その瞬間、全身の血流が一気にブチ上がる。
Suicaをかざしたのにピッと鳴らず、
「ピンポーン」というエラー音と共に改札が閉まるあの絶望──
そして後ろから「進めよ」ってプレッシャー。
今の状況は、まさにそれだ。
私はゆっくりと呟いた。
待って、今焦ってるの。
わかる? 私も早く通りたいの。
お願い、押すな。
「押すなよ……って言ってんだろうがぁああ!!!!!」
《天の声:一度止まって、後退し、
再度カードをタッチし直そうとした時に
背中を押された絶望から生まれる怒り。
これは個の尊厳の叫び。
サクラの力が 1000% アップする。
原理は知らん》
「テメーの顔が、改札に見えてきたわァッ!!!」
私は階段を降りることを諦めた。
下りは無理……だが“落下”なら、いける!!
ドゴォォォォン!!!!
階段の最上段を破壊し、
私は砲弾のように空へ飛び出す!
狙うは、下の広場にいる領主ただ一人!
「ひっ!? 飛んできた!?」
領主が悲鳴を上げる。
空中で回転しながら、私は叫ぶ。
「二回タッチしたのに赤ランプ!?
……あ、これダメなやつだ」
頭の中で、
“残高あるよね?”という記憶と
“いや、昨日チャージしたっけ?”という不安が
殴り合いを始める。
「なんで反応しないの!?
機械のくせに感情あるの!?
こっち見んな赤ランプ!!」
──そして、聞こえてくる無慈悲な言葉。
「チッ……早くしろよ……」
「舌打ち!?はい今、人権が削れた!
改札を通れないヤツは、“人として扱われない”のよ!!」
《天の声:そんなことはない。
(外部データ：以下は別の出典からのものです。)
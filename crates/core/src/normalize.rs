//! Text normalization for title slide fields.
//!
//! Shape text comes out of the source decks with stray indentation around
//! the value and mixed Unicode composition. Only the ends of a field are
//! touched; inner spacing and line breaks are kept as the deck has them.

use unicode_normalization::UnicodeNormalization;

/// Clean a single metadata field: NFC composition, then trim both ends.
pub fn clean_field(text: &str) -> String {
    let composed: String = text.nfc().collect();
    composed.trim().to_string()
}

#[cfg(test)]
mod tests {
    use super::*;

    #[test]
    fn test_clean_field_trims() {
        assert_eq!(clean_field("  Holy, Holy, Holy  "), "Holy, Holy, Holy");
        assert_eq!(clean_field("\n\t138\n"), "138");
    }

    #[test]
    fn test_clean_field_keeps_inner_whitespace() {
        assert_eq!(clean_field("Holy,  Holy\tHoly"), "Holy,  Holy\tHoly");
        assert_eq!(
            clean_field(" Words:\u{000B}Heber\nMusic:  Dykes "),
            "Words:\u{000B}Heber\nMusic:  Dykes"
        );
    }

    #[test]
    fn test_clean_field_composes_unicode() {
        // "e" followed by a combining acute accent
        assert_eq!(clean_field("Cre\u{0301}ateur"), "Cr\u{00E9}ateur");
    }

    #[test]
    fn test_clean_field_empty() {
        assert_eq!(clean_field("   \n  "), "");
    }
}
》
「っさい!!またお前か天の声!!
……お前にはわかんねぇだろ!!
Suicaピンポン地獄の絶望はァァァ!!」
私は空中で体勢を整え、踵を揃えた。
「喰らえェッ!!」
ドガァッ!!
両足のドロップキックが、領主の胸板に叩き込まれる。
「ぐはッ――!?」
衝撃で領主の巨体が後ろにのけぞった、その瞬間。
私は着地と同時に、崩れた体勢のまま滑り込み――
領主の足首をガッチリと掴んだ!
「つーかまえた♡」
そのまま身体を軸にして、回転の遠心力を一気に叩き込む!!
「ふん!!!ドラゴン・スクリューぉぉおおお!!!」
「えー!辰夫、それでその子に告白したのー!?」
「いやぁ、それがまだでして……」
緊迫してるとこなのに、
後方(安全圏)からエスト様と辰夫の恋バナが聞こえた。
笑かすな。
ギュルルルルッ!!!! ドガァァァァッ!!!!
「ぐはぁ……」
領主の体が宙を舞い、噴水に叩きつけられる。
大理石の縁が砕け、水しぶきが周囲に飛び散った。
領主は地面にめり込み、動きが止まった。
私は水しぶきの中を静かに、立ち上がる。
「──改札で止められて焦ってる時に、
後ろから押された経験のない者だけが、私を責めろ」
広場に静寂が走る。
「……あーごめん。チャージしてなかったわ」
私は髪をかき上げながら、しれっと。
周囲にいた辰美とジルがぽそっと呟いた。
「……うわー……ちょっと怖かった……」
辰美が小声で言う。
「カッコいい……」
ジルが恍惚とした表情で呟いた。